Under this amendatory act, and soon after its passage, the railroad company assigned the rights, privileges, and franchises thus acquired to the Western Union Telegraph Company, the defendant herein, a corporation created under the laws of the State of New York; which at once proceeded to erect a line from the city of Pensacola to the southern boundary of Alabama, along the identical railway on which the complainant's line was erected in 1866, and has been located ever since, with the avowed intention of using it to transmit for compensation messages for the public in the county and State. By the erection and operation of this line, the complainant alleges that its property would become valueless, and that it would lose the benefits of the franchises conferred by its charter.

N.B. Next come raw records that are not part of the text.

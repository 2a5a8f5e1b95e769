use cybersafe_core::report::evidence::{EvidenceSection, IncomingFile, MemoryEvidenceStore};
use cybersafe_core::report::model::ReportDraft;
use cybersafe_core::report::render::{render_evidence_manifest_csv, render_review_markdown};

#[test]
fn review_lists_every_section_and_hides_password() {
    let mut d = ReportDraft::new();
    d.reporter.alias = "falcon-17".to_string();
    d.incident.incident_types.toggle("sextortion");
    d.incident.incident_types.toggle("blackmail");
    d.evidence.encryption.set_enabled(true);
    d.evidence.encryption.set_password("hunter2").unwrap();

    let md = render_review_markdown(&d);
    for heading in [
        "## 1. Reporter Information",
        "## 2. Victim Profile",
        "## 3. Incident Details",
        "## 4. Impact Assessment",
        "## 5. Attacker Information",
        "## 6. Evidence Upload",
    ] {
        assert!(md.contains(heading), "{}", heading);
    }
    assert!(md.contains("- Alias: falcon-17"));
    assert!(md.contains("- Name: -"));
    assert!(md.contains("- Incident types: blackmail, sextortion"));
    assert!(md.contains("- Encryption: on"));
    assert!(!md.contains("hunter2"));
}

#[test]
fn manifest_lists_files_then_urls() {
    let mut ev = EvidenceSection::default();
    let mut store = MemoryEvidenceStore::new();
    ev.intake_files(
        vec![IncomingFile {
            name: "chat, export.txt".to_string(),
            size_bytes: 5,
            mime_type: "text/plain".to_string(),
            contents: Some(b"hello".to_vec()),
        }],
        1024,
        &mut store,
    )
    .unwrap();
    let url_id = ev.add_url("https://social.example/u/scammer").unwrap();
    ev.set_url_description(&url_id, "impersonating profile");

    let draft = ReportDraft {
        evidence: ev,
        ..ReportDraft::default()
    };
    let csv = render_evidence_manifest_csv(&draft).unwrap();
    let lines: Vec<&str> = csv.lines().collect();
    assert_eq!(
        lines[0],
        "kind,id,name_or_url,bytes,content_type,added_at,status,sha256,host,description"
    );
    assert!(lines[1].starts_with("file,f_"));
    assert!(lines[1].contains("\"chat, export.txt\",5,text/plain"));
    assert!(lines[1].contains(",pending,2cf24dba5fb0a30e26e83b2ac5b9e29e1b161e5c1fa7425e73043362938b9824,"));
    assert!(lines[2].starts_with("url,u_"));
    assert!(lines[2].ends_with(",social.example,impersonating profile"));
    assert_eq!(lines.len(), 3);
}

There can be no serious question that the State of Florida possessed the absolute right to confer upon a corporation created by it the exclusive privilege for a limited period to construct and operate a telegraph line within its borders. Its Constitution, in existence at the time, empowered the legislature to grant exclusive privileges and franchises to private corporations for a period not exceeding twenty years. The exclusiveness of a privilege often constitutes the only inducement for undertakings holding out little prospect of immediate returns. The uncertainty of the results of an enterprise will often deter capitalists, naturally cautious and distrustful, from making an investment, without some assurance that, in case the business become profitable, they shall not encounter the danger of its

« ZurückWeiter »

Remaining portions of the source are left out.